- **Action item**: Could you return every line of the records below that contains the word "gold"?

- **Records to use**:
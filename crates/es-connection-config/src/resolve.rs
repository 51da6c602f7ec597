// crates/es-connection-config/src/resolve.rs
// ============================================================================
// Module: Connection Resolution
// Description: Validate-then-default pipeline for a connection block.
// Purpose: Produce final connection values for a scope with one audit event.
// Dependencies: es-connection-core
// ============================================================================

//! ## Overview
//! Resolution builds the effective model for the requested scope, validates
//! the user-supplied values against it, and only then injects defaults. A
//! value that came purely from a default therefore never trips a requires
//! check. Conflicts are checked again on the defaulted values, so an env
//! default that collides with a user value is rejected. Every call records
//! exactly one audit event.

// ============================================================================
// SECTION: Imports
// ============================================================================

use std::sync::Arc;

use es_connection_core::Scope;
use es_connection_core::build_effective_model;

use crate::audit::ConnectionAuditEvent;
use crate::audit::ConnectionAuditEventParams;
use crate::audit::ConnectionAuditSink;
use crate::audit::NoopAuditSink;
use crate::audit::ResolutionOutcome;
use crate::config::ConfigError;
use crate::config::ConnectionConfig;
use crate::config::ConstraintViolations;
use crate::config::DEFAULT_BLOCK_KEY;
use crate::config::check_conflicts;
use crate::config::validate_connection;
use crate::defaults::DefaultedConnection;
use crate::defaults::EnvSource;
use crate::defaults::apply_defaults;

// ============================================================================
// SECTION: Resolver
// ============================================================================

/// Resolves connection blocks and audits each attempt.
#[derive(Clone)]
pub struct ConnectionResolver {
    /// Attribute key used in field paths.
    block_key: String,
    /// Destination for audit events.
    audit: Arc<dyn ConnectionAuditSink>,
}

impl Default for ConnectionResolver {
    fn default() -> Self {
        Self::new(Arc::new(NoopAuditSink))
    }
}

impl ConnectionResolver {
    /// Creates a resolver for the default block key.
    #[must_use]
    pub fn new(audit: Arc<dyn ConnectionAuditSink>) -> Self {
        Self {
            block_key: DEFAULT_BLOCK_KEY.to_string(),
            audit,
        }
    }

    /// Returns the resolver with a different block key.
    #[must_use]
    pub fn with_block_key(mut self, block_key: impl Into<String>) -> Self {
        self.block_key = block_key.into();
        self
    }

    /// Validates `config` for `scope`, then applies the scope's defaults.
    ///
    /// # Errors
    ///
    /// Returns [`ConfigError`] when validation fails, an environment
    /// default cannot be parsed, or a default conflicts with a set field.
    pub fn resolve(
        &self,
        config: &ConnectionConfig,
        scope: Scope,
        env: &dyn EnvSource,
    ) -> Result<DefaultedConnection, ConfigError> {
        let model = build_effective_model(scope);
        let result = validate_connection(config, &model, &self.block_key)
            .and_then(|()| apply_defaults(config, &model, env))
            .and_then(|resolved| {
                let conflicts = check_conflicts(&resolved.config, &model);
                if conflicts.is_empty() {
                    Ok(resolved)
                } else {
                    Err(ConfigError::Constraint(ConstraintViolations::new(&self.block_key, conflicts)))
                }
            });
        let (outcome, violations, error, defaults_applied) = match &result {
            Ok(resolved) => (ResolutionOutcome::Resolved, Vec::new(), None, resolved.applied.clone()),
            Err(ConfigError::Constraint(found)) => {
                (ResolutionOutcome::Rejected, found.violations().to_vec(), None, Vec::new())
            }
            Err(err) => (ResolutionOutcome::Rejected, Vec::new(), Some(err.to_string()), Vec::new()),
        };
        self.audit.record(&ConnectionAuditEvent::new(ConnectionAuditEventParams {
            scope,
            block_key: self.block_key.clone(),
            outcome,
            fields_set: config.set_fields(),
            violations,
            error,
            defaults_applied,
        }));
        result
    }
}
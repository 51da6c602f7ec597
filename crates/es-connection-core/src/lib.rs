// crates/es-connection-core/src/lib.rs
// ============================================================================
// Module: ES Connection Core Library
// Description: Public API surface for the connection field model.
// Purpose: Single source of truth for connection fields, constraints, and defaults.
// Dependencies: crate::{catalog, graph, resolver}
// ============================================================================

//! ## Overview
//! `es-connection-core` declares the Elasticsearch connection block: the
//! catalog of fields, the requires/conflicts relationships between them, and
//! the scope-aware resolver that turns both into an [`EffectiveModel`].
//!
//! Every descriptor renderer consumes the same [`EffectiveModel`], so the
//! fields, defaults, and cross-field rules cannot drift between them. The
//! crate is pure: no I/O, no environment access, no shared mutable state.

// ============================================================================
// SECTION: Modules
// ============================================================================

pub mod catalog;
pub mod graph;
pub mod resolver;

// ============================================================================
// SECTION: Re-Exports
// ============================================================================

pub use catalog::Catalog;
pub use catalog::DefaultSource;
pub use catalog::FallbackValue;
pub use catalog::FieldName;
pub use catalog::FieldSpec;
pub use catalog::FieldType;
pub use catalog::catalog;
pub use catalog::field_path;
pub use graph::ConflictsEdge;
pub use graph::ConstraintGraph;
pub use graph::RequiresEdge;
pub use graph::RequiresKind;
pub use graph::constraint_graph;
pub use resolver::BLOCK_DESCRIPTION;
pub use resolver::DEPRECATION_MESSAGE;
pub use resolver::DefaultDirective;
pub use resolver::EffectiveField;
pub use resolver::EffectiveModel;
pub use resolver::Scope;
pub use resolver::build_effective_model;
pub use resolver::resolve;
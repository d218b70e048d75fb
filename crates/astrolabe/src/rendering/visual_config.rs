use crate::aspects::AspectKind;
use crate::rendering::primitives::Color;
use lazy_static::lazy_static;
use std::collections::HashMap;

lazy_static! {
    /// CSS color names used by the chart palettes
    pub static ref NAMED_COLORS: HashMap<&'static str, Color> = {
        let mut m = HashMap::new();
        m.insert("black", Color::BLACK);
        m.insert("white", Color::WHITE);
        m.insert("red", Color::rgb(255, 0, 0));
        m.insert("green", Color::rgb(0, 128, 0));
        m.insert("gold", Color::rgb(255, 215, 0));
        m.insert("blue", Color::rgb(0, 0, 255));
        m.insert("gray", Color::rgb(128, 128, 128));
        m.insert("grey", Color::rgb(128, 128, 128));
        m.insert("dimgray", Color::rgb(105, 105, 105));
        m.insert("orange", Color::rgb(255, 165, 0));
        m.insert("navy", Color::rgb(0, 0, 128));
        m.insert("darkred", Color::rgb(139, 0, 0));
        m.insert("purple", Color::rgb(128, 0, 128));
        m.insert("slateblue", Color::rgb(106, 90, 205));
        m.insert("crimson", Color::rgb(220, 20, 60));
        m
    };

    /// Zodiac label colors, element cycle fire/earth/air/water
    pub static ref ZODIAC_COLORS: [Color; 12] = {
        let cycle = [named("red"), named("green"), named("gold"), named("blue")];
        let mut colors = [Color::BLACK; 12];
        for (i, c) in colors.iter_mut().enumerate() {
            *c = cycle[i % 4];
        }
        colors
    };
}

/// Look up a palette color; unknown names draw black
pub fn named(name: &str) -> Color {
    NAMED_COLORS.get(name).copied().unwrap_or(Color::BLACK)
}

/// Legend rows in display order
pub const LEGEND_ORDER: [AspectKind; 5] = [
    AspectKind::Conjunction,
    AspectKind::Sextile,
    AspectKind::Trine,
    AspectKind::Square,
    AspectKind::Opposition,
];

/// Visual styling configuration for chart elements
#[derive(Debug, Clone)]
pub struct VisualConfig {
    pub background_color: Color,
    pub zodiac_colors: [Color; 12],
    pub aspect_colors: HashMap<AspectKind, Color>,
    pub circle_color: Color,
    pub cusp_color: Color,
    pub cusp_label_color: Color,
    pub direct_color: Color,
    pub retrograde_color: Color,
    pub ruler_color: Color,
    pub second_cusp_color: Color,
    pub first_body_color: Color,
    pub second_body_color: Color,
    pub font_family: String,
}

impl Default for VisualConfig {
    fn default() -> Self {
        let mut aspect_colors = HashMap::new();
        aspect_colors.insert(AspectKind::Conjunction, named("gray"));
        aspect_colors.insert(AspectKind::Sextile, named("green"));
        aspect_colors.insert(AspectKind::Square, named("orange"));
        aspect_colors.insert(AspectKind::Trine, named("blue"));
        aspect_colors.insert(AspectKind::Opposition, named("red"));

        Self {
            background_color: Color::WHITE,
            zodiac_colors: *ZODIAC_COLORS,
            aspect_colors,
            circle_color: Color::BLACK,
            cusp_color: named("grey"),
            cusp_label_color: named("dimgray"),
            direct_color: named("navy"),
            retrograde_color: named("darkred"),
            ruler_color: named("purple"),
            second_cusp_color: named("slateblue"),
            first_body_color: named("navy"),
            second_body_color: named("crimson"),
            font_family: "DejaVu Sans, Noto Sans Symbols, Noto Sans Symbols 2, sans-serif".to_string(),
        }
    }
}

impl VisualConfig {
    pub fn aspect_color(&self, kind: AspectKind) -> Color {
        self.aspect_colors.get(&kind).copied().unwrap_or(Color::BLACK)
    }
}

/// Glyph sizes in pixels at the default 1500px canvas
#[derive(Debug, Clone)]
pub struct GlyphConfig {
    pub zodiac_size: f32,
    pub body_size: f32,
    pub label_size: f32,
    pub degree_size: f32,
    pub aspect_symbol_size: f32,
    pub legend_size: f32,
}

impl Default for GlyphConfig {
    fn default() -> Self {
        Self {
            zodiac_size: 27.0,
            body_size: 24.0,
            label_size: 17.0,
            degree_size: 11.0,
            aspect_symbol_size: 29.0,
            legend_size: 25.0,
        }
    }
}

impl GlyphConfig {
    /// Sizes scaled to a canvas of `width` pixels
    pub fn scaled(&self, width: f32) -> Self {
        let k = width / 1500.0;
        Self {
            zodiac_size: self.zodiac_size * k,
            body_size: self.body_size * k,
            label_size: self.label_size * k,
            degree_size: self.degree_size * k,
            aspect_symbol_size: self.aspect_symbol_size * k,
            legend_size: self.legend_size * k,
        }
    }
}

---

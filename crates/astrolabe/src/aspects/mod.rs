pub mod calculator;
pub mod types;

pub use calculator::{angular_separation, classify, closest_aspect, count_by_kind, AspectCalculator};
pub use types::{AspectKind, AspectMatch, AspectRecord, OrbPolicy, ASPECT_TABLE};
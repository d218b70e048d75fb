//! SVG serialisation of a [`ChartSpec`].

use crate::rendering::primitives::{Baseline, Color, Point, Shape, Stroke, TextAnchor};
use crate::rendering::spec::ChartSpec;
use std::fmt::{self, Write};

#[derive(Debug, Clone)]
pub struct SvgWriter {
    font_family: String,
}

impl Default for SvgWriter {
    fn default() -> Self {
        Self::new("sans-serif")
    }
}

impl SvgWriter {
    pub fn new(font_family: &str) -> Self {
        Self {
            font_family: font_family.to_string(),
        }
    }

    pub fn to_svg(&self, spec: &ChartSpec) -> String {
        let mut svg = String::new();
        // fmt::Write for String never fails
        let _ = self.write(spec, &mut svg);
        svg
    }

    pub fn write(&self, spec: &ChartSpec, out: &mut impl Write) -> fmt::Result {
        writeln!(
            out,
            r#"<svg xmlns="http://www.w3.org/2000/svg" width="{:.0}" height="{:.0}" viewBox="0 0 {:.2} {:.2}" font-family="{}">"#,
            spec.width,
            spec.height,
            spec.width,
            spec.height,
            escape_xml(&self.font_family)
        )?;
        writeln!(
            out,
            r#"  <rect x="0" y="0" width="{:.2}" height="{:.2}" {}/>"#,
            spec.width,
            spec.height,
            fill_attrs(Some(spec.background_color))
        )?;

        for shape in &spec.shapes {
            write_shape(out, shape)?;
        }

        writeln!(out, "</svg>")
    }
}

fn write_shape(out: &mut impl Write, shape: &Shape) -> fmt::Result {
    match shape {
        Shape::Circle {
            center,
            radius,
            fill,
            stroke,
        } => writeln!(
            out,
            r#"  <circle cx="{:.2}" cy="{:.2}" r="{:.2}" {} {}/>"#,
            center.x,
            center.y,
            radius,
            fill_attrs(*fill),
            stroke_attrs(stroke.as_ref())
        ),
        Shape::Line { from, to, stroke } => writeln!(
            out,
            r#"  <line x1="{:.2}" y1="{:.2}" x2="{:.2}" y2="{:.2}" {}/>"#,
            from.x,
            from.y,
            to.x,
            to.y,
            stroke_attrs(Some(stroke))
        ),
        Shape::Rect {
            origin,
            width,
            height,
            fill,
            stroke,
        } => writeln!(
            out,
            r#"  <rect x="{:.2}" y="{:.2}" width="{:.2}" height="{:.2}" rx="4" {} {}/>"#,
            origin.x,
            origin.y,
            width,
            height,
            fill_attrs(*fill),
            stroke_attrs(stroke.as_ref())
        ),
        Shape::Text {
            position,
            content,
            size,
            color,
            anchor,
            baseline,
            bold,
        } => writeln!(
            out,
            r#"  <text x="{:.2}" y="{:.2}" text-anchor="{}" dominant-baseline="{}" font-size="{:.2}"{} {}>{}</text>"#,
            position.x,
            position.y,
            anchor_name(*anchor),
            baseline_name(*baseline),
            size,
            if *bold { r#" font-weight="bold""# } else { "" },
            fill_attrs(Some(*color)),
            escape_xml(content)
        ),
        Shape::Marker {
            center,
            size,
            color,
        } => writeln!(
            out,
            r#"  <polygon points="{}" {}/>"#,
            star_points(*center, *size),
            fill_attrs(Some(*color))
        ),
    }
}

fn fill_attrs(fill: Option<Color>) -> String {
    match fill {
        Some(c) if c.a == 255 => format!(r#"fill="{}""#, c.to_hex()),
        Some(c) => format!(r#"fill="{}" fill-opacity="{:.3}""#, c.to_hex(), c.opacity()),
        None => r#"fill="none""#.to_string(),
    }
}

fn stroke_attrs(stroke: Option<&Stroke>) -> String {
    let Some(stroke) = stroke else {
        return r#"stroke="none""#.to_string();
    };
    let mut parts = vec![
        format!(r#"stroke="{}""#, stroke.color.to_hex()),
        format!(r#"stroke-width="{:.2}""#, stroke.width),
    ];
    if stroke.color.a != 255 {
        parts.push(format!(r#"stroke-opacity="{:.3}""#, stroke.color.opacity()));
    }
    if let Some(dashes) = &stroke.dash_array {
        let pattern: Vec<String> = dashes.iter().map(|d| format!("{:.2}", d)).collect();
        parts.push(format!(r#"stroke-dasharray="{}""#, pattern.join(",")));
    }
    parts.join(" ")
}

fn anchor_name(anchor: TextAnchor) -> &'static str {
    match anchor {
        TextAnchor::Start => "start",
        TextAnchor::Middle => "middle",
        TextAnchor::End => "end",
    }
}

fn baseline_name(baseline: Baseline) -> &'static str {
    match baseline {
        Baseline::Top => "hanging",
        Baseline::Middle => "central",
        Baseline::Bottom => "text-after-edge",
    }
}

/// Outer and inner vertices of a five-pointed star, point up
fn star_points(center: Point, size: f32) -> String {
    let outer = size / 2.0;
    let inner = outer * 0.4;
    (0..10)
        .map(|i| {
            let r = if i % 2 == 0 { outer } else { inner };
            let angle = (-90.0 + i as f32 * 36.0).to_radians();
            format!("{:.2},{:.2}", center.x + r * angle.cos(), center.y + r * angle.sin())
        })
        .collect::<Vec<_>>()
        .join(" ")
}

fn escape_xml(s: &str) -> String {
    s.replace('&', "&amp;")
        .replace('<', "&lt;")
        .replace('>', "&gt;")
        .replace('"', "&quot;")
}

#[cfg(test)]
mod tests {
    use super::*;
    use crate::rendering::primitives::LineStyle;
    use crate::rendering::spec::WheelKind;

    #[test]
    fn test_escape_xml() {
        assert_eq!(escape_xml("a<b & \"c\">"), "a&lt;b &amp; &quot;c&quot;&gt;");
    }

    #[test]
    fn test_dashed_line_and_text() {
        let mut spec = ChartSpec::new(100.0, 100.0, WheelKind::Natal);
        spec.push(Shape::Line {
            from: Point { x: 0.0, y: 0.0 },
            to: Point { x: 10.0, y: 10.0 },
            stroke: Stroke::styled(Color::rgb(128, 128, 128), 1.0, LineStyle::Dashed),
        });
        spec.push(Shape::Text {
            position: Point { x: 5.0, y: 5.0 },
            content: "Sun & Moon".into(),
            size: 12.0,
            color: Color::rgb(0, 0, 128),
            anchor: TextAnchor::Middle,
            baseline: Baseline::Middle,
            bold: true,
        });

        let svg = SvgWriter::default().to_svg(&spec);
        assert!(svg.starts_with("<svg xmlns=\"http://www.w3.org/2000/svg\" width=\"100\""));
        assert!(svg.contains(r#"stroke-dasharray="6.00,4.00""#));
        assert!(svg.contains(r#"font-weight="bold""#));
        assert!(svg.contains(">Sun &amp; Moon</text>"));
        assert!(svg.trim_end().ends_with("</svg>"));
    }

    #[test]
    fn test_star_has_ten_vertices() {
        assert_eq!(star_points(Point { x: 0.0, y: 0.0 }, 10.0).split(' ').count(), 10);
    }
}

...

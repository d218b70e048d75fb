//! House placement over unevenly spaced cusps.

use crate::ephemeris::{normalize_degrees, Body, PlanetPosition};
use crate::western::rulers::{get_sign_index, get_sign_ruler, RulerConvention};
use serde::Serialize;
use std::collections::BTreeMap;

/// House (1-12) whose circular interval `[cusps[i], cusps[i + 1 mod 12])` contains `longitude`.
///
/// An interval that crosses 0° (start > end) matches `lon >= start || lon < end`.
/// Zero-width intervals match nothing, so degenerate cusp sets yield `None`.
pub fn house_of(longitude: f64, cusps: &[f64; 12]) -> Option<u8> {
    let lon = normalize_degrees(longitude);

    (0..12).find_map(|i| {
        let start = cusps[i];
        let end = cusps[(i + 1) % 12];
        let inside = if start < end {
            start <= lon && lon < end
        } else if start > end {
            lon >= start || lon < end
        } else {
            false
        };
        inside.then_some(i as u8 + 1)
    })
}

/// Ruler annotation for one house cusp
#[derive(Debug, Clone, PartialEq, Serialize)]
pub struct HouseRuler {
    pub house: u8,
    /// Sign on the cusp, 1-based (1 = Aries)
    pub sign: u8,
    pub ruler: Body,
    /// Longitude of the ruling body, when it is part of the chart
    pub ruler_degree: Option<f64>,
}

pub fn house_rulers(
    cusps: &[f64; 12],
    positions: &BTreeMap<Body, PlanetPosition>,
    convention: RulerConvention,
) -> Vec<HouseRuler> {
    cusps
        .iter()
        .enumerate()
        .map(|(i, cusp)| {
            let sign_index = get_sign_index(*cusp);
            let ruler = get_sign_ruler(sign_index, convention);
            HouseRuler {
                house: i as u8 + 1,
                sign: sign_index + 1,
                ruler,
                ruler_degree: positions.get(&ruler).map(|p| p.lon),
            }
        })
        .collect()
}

- **Answer to this exercise**:
        m.insert("gold", Color::rgb(255, 215, 0));
        let cycle = [named("red"), named("green"), named("gold"), named("blue")];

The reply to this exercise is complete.